Il y a des noms, on n’en saurait disconvenir, qui sont un fardeau pour un fils. Ce doit
être une préoccupation continuelle, une idée fixe d’en détourner ou d’en alléger le poids.
Mais la meilleure manière de les réhabiliter, la seule qui ne trompe point, c’est d’être
soi-même d’autant plus honnête homme, d’autant plus humain, irrépréhensible et pur dans sa
vie ; c’est d’être, aux yeux de ceux qui nous entourent, une réparation vivante à
l’endroit surtout où le crime paternel a éclaté, et de forcer en sa personne l’estime
qu’on entreprendrait vainement de faire remonter plus haut. N’avons-nous pas vu, de nos
jours, en l’honorable M. de Sade, le plus parfait exemple de cette sorte de réhabilitation
morale ?
Non, encore une fois, dirons-nous à ces fils obstinés, qu’une idée honorable et
malheureuse oppresse et possède, vous ne sauriez remettre en bonne odeur une mémoire
sanglante ou souillée ; c’est une erreur, à vous, d’y prétendre et de vous y acharner ;
vous n’avez qu’une ressource : faites oublier votre père, à tous ceux qui vous voient, par
vos mérites et vos vertus.
Un fils plus heureux, M. Vaubertrand, dont le père, concierge de la prison des Madelonnettes pendant la Terreur, s’est honoré par des actes nombreux
d’humanité, et qui, notamment, a donné asile, pendant six mois, à Quatremère de Quincy
frappé de proscription, se complaît aujourd’hui, dans un âge avancé, à célébrer le
respectable auteur de ses jours55 ; mais c’est une erreur, à lui, bien
qu’assurément des plus innocentes, de croire qu’il faille pour cela emprunter toutes les
pompes et l’appareil de la rime et de la poésie : une simple notice en prose eût mieux
rempli son intention, et les notes de sa brochure en font l’intérêt.
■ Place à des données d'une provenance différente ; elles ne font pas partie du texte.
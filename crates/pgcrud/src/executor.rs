//! Statement execution against a [`ConnectionSource`].
//!
//! Each call checks out one connection, performs one round trip and returns
//! the connection. There is no statement cache and no retry: a failure is
//! returned to the caller as-is.

use crate::cancel::Cancellation;
use crate::client::{ConnectionSource, GenericClient, RowStream};
use crate::decode::ScanRow;
use crate::error::{DbError, DbResult, QueryCause};
use crate::statement::Statement;
use crate::value::Value;
use std::future::Future;
use std::time::Duration;
use tokio::time::Instant;

/// Maximum SQL length (in bytes) written to log events.
const LOG_SQL_MAX: usize = 200;

/// Row type produced by a source's connections.
pub type SourceRow<S> = <<S as ConnectionSource>::Conn as GenericClient>::Row;

/// Runs built statements through a shared connection source.
#[derive(Debug, Clone)]
pub struct Executor<S> {
    source: S,
    query_timeout: Option<Duration>,
}

/// Deadline of one call, fixed when the call starts.
#[derive(Clone, Copy)]
struct Deadline {
    at: Instant,
    timeout: Duration,
}

impl<S: ConnectionSource> Executor<S> {
    pub fn new(source: S) -> Self {
        Self {
            source,
            query_timeout: None,
        }
    }

    /// Default timeout applied to every call, in addition to the caller's
    /// own [`Cancellation`]. The earlier deadline wins.
    pub fn with_query_timeout(mut self, timeout: Option<Duration>) -> Self {
        self.query_timeout = timeout;
        self
    }

    pub fn query_timeout(&self) -> Option<Duration> {
        self.query_timeout
    }

    pub fn source(&self) -> &S {
        &self.source
    }

    /// Run a select and return its rows.
    pub async fn fetch_rows(
        &self,
        statement: &Statement<'_>,
        cancel: &Cancellation,
    ) -> DbResult<RowStream<SourceRow<S>>> {
        let deadline = self.begin(statement, cancel)?;
        let conn = self.checkout(statement, cancel, deadline).await?;
        let rows = self
            .guard(
                statement,
                cancel,
                deadline,
                conn.cancel_token(),
                conn.query(statement.sql(), statement.params()),
            )
            .await?;
        Ok(RowStream::new(rows))
    }

    /// Run an update or delete and return the number of affected rows.
    pub async fn exec_write(&self, statement: &Statement<'_>, cancel: &Cancellation) -> DbResult<u64> {
        let deadline = self.begin(statement, cancel)?;
        let conn = self.checkout(statement, cancel, deadline).await?;
        self.guard(
            statement,
            cancel,
            deadline,
            conn.cancel_token(),
            conn.execute(statement.sql(), statement.params()),
        )
        .await
    }

    /// Run an `INSERT ... RETURNING key` and decode the key.
    ///
    /// The key is read from the first column of the first row and must be
    /// an integer column (`smallint`, `integer`, `bigint`).
    pub async fn exec_insert_returning_id(
        &self,
        statement: &Statement<'_>,
        cancel: &Cancellation,
    ) -> DbResult<i64> {
        let deadline = self.begin(statement, cancel)?;
        let conn = self.checkout(statement, cancel, deadline).await?;
        let rows = self
            .guard(
                statement,
                cancel,
                deadline,
                conn.cancel_token(),
                conn.query(statement.sql(), statement.params()),
            )
            .await?;

        let row = rows
            .first()
            .ok_or_else(|| DbError::scan("insert returned no row"))?;
        if row.width() == 0 {
            return Err(DbError::scan("insert returned a row without columns"));
        }
        match row.scan(0)? {
            Value::Int(id) => Ok(id),
            other => Err(DbError::scan(format!(
                "expected an integer key in column '{}', got {}",
                row.column_name(0),
                other.kind()
            ))),
        }
    }

    fn begin(&self, statement: &Statement<'_>, cancel: &Cancellation) -> DbResult<Option<Deadline>> {
        tracing::debug!(
            target: "pgcrud.sql",
            verb = %statement.verb(),
            param_count = statement.params().len(),
            sql = %truncate_sql(statement.sql(), LOG_SQL_MAX)
        );

        if cancel.is_cancelled() {
            return Err(self.fail(statement, QueryCause::Cancelled));
        }
        Ok(cancel
            .effective_timeout(self.query_timeout)
            .map(|timeout| Deadline {
                at: Instant::now() + timeout,
                timeout,
            }))
    }

    async fn checkout(
        &self,
        statement: &Statement<'_>,
        cancel: &Cancellation,
        deadline: Option<Deadline>,
    ) -> DbResult<S::Conn> {
        self.guard(statement, cancel, deadline, None, self.source.checkout())
            .await
    }

    /// Race `fut` against the cancel signal and the deadline.
    async fn guard<T, F>(
        &self,
        statement: &Statement<'_>,
        cancel: &Cancellation,
        deadline: Option<Deadline>,
        cancel_token: Option<tokio_postgres::CancelToken>,
        fut: F,
    ) -> DbResult<T>
    where
        F: Future<Output = Result<T, QueryCause>>,
    {
        let expired = async {
            match deadline {
                Some(d) => {
                    tokio::time::sleep_until(d.at).await;
                    d.timeout
                }
                None => std::future::pending().await,
            }
        };

        let result = tokio::select! {
            result = fut => result,
            () = cancel.cancelled() => {
                cancel_on_server(cancel_token);
                Err(QueryCause::Cancelled)
            }
            timeout = expired => {
                cancel_on_server(cancel_token);
                Err(QueryCause::Timeout(timeout))
            }
        };
        result.map_err(|cause| self.fail(statement, cause))
    }

    fn fail(&self, statement: &Statement<'_>, cause: QueryCause) -> DbError {
        tracing::warn!(
            target: "pgcrud.sql",
            verb = %statement.verb(),
            error = %cause,
            sql = %truncate_sql(statement.sql(), LOG_SQL_MAX),
            "query failed"
        );
        DbError::Query {
            sql: statement.sql().to_string(),
            params: statement.rendered_params(),
            cause,
        }
    }
}

fn cancel_on_server(token: Option<tokio_postgres::CancelToken>) {
    if let Some(token) = token {
        tokio::spawn(async move {
            let _ = token.cancel_query(tokio_postgres::NoTls).await;
        });
    }
}

/// Truncate at a char boundary no later than `max` bytes.
fn truncate_sql(sql: &str, max: usize) -> &str {
    if sql.len() <= max {
        return sql;
    }
    let mut end = max;
    while !sql.is_char_boundary(end) {
        end -= 1;
    }
    &sql[..end]
}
Quand on a de si
bonnes choses à dire, il est inutile de les chanter.
Quelqu’un qui n’a ni à craindre l’oubli ni à redouter la lumière, et sur qui l’on vient
de publier de nouveaux et authentiques témoignages, c’est l’illustre Charlotte Corday.
M. Vatel, avocat à Versailles, vient de rechercher et de réunir, sur cette fille à l’âme
romaine, tout ce qui peut se désirer de pièces et documents originaux, dossiers du procès,
fac-similé, portrait56.
Cette publication mériterait un examen à part ; la figure de Charlotte Corday s’y dessine
dans toute sa pureté de ligne et sa simplicité. Point d’amourette, point de passion
sentimentale pour quelque beau Girondin ou Marseillais ! c’est mieux : le seul amour de la
patrie, le seul enthousiasme de la vertu, l’unique désir de rendre la paix à son pays,
l’inspire et la transporte jusqu’à l’égarer dans le choix de sa victime. Point de
confident, point de complice dans son généreux forfait ! elle seule a conçu, préparé,
exécuté. Le premier dessein de la noble vierge était de frapper, d’immoler Marat
publiquement, en pleine Convention, au sommet de sa Montagne : elle comptait bien
elle-même être déchirée sur place et disparaître en lambeaux avant même qu’on eût su son
visage et son nom. Mais Marat n’allait plus à la Convention, et il fallut, pour pénétrer
jusqu’à lui, user de ruse.
Elle sent le besoin de s’en excuser. Cette belle Euménide, au front calme, au dédaigneux
sourire, était, on le sait, par le sang, de la race du vieux Corneille, une
arrière-petite-fille du grand tragique. Son acte en fait foi. Ses paroles suprêmes y
répondent : elle défend à ses amis de famille tout regret, elle ne leur demande qu’un
prompt oubli : « Leur affliction, dit-elle, déshonorerait ma mémoire. » M. Chasles l’a
très bien nommée « la fille d’Émilie », de celle qui, dans la prostration et le silence de
tous devant un seul, s’écriait :
Charlotte Corday est une Jeanne d’Arc, sans vision, et le produit d’une époque
philosophique, sincèrement déclamatoire et toute rationnelle, une Jeanne d’Arc qui, au
lieu d’adresser sa prière à ses bons Anges, a lu Raynal et qui sait ce que c’est que
Brutus. Elle réclame une étude à elle seule : M. Vatel nous la promet.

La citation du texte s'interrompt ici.